Three Questions for Joy Harjo
What recent book has captured your interest?
I just started reading Ocean Vuong’s love letter to his mother, On Earth We’re Briefly Gorgeous. What poetry. With whatever Vuong writes, I always have the sense that he is standing absolutely where he is in history, in time, in his body, while bearing the inscribing tool of metaphor and dreams.
What outside the realm of literature has drawn your attention of late?
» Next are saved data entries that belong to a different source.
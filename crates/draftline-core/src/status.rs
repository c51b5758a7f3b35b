use serde::{Deserialize, Serialize};

use crate::error::DraftError;

// ── Status ──

/// Remote save indicator shown next to a form.
#[derive(Debug, Clone, Copy, Serialize, Deserialize, PartialEq, Eq, Default)]
#[serde(rename_all = "snake_case")]
pub enum SaveStatus {
    #[default]
    Idle,
    Saving,
    Saved,
    Error,
}

// ── Valid transitions ──

const VALID_TRANSITIONS: &[(SaveStatus, &[SaveStatus])] = &[
    (SaveStatus::Idle, &[SaveStatus::Saving]),
    (SaveStatus::Saving, &[SaveStatus::Saved, SaveStatus::Error]),
    (SaveStatus::Saved, &[SaveStatus::Saving]),
    (SaveStatus::Error, &[SaveStatus::Saving]), // retry
];

pub fn is_valid_transition(from: SaveStatus, to: SaveStatus) -> bool {
    VALID_TRANSITIONS
        .iter()
        .any(|(f, targets)| *f == from && targets.contains(&to))
}

// ── Save state ──

/// Observable autosave state of one session.
#[derive(Debug, Clone, PartialEq, Eq, Serialize, Deserialize, Default)]
pub struct SaveState {
    pub status: SaveStatus,
    /// RFC 3339 time of the last successful remote save.
    #[serde(default, skip_serializing_if = "Option::is_none")]
    pub last_saved: Option<String>,
    pub has_unsaved_changes: bool,
    /// A recoverable local draft is waiting for a restore/discard decision.
    pub has_draft: bool,
}

impl SaveState {
    /// Starting state. A server-provided draft counts as already persisted.
    pub fn initial(server_hydrated: bool) -> Self {
        Self {
            status: if server_hydrated {
                SaveStatus::Saved
            } else {
                SaveStatus::Idle
            },
            ..Self::default()
        }
    }

    /// Move `status` to `to`, rejecting edges outside the transition table.
    pub fn transition(&mut self, to: SaveStatus) -> Result<(), DraftError> {
        if !is_valid_transition(self.status, to) {
            return Err(DraftError::InvalidTransition {
                from: self.status,
                to,
            });
        }
        self.status = to;
        Ok(())
    }

    pub fn begin_save(&mut self) -> Result<(), DraftError> {
        self.transition(SaveStatus::Saving)
    }

    /// Record a successful remote save. `dirty_again` is set when changes
    /// arrived while the save was in flight.
    pub fn save_succeeded(&mut self, saved_at: String, dirty_again: bool) -> Result<(), DraftError> {
        self.transition(SaveStatus::Saved)?;
        self.last_saved = Some(saved_at);
        self.has_unsaved_changes = dirty_again;
        Ok(())
    }

    /// Record a failed remote save. Unsaved changes stay pending for retry.
    pub fn save_failed(&mut self) -> Result<(), DraftError> {
        self.transition(SaveStatus::Error)
    }
}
The poet laureateship. There is so much involved with the position, although it doesn’t officially begin until the opening event at the Library of Congress on September 19. I’ve been in DC, meeting with staff and viewing collections in many of the departments. What a resource! The Library of Congress is the world’s largest public library, and anyone sixteen and over can obtain a library card. I got to hold Walt Whitman’s cane, see part of the largest comic book collection in the world, hear archived tribal songs from a few generations before. I found an image of one of our Hickory Ground members who fought against the Allotment Act, Chitto Harjo, that I had never seen before. Most people don’t realize that poets also research. There is no end to knowing.
What current writing projects do you have underway or have planned in the near future?
My major project right now, besides the laureateship, is a musical that will restore Southeastern indigenous nations to the origin story of blues and jazz, We Were There When Jazz Was Invented. I have another rewrite of the book of the play, and then the music to write. We are also finishing up work on an anthology of Native poetry for publication next fall, When the Light of the World Was Dimmed, Our Songs Came Through: A Norton Anthology of Native Nations Poetry.